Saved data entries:
================================
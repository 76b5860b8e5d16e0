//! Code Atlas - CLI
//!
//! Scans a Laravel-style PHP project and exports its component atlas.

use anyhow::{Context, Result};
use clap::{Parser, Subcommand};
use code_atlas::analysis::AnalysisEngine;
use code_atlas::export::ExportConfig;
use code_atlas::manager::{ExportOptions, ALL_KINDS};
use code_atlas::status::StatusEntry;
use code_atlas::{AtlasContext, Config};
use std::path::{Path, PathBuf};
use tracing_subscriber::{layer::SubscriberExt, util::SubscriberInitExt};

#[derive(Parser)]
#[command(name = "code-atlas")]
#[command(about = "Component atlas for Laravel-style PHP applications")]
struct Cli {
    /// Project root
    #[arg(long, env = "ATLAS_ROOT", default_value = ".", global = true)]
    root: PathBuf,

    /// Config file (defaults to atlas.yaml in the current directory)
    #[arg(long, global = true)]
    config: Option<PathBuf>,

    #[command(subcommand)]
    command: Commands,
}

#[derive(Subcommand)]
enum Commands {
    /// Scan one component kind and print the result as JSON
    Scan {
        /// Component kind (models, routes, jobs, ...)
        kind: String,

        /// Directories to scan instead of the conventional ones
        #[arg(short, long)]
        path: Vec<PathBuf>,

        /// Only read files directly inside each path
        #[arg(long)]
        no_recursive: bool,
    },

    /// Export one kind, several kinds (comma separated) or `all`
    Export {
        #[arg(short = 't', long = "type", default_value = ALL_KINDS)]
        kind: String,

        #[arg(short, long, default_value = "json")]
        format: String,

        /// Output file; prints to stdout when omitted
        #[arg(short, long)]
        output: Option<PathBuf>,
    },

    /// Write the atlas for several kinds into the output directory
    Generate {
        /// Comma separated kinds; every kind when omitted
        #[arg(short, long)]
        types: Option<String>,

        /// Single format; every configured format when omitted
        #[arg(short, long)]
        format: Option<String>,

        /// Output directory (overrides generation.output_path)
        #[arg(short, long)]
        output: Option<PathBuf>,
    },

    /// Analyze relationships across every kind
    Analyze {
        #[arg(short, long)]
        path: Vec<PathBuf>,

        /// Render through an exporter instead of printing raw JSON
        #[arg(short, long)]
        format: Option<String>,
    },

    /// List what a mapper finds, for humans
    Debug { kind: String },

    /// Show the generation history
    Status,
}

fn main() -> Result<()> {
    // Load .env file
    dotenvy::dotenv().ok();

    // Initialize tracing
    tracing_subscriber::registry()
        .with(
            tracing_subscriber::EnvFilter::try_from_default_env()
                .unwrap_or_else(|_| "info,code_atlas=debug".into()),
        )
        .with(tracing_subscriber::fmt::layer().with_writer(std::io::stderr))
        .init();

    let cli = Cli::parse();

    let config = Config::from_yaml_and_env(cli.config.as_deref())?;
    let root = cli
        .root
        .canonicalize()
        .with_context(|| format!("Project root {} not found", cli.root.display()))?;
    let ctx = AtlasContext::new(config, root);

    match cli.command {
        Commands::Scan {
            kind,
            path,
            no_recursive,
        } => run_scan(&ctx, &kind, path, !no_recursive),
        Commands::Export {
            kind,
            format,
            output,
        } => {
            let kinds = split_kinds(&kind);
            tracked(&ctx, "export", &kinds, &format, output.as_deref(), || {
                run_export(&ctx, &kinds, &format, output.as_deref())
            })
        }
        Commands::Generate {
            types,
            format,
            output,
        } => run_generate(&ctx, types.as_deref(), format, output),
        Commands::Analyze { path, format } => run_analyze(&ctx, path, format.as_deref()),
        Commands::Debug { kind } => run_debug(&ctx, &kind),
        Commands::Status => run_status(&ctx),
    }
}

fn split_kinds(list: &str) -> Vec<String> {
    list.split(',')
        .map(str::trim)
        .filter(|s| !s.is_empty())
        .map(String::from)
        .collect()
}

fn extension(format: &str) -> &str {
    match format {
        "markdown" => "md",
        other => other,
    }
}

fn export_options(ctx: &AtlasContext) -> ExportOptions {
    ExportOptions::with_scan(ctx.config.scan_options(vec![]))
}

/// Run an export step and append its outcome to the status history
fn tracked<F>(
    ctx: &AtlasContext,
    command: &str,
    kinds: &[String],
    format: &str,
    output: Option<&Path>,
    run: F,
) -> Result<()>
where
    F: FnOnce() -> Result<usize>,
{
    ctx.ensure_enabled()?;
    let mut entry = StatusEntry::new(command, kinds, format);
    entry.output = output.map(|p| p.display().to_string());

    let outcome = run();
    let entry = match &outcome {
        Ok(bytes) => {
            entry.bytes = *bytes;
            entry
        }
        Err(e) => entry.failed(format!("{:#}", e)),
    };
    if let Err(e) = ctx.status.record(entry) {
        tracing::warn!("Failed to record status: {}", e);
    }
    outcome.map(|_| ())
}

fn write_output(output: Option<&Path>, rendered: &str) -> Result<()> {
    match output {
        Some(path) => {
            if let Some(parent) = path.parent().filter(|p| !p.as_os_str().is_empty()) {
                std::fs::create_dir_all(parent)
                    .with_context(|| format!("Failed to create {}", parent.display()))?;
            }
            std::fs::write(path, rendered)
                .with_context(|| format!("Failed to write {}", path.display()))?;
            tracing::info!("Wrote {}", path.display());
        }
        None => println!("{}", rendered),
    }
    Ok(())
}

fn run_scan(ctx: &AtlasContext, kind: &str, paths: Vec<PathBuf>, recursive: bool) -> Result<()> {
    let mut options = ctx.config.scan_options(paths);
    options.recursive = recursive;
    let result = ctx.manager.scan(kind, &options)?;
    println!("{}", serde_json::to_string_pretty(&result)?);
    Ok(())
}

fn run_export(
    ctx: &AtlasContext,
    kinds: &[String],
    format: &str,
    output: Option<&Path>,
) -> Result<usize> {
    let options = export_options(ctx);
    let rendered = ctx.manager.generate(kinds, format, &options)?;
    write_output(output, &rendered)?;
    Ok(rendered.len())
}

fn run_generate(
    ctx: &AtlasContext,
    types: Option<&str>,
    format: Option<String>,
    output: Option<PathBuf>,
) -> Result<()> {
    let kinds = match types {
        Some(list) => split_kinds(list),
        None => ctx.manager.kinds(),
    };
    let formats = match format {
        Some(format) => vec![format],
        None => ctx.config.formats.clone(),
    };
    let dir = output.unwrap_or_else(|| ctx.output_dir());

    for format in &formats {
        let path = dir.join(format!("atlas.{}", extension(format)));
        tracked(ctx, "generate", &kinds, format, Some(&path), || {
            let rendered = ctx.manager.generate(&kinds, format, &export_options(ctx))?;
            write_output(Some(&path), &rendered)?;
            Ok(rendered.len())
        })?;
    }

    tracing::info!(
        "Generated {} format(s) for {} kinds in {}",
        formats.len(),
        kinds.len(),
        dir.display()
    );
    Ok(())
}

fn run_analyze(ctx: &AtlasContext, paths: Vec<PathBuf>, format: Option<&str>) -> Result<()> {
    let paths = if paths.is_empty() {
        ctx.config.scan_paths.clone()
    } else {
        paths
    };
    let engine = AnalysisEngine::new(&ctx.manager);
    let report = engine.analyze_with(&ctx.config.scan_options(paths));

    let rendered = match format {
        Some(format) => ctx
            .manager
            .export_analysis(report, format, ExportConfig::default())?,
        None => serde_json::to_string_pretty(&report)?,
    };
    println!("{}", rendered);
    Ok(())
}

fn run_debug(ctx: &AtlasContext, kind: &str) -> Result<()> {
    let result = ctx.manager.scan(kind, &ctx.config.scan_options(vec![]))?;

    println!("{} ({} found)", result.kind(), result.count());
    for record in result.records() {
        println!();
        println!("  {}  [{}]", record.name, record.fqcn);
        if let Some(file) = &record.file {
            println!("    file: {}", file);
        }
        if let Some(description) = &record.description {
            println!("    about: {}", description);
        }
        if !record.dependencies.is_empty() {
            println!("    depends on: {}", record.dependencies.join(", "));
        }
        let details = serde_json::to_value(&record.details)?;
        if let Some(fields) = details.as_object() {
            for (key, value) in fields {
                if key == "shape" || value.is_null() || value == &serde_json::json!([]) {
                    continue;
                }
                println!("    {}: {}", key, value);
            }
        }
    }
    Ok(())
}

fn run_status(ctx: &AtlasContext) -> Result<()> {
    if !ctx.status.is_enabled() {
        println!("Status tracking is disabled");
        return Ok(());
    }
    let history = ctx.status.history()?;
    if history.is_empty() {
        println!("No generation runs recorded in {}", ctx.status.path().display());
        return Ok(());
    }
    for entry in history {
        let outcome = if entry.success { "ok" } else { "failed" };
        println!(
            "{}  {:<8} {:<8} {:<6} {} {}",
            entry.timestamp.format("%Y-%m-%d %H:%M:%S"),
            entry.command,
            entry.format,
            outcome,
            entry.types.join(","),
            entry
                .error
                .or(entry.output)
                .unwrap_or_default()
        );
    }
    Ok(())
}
================================
▸ DIRECTIONS:
Taking the entries above, restate exactly those lines that fall between the line with "tracing_subscriber::EnvFilter::try_from_default_env()" and the line with "let cli = Cli::parse();", keeping both of those lines too.

▸ RESPONSE TO THIS TASK:
            tracing_subscriber::EnvFilter::try_from_default_env()
                .unwrap_or_else(|_| "info,code_atlas=debug".into()),
        )
        .with(tracing_subscriber::fmt::layer().with_writer(std::io::stderr))
        .init();

    let cli = Cli::parse();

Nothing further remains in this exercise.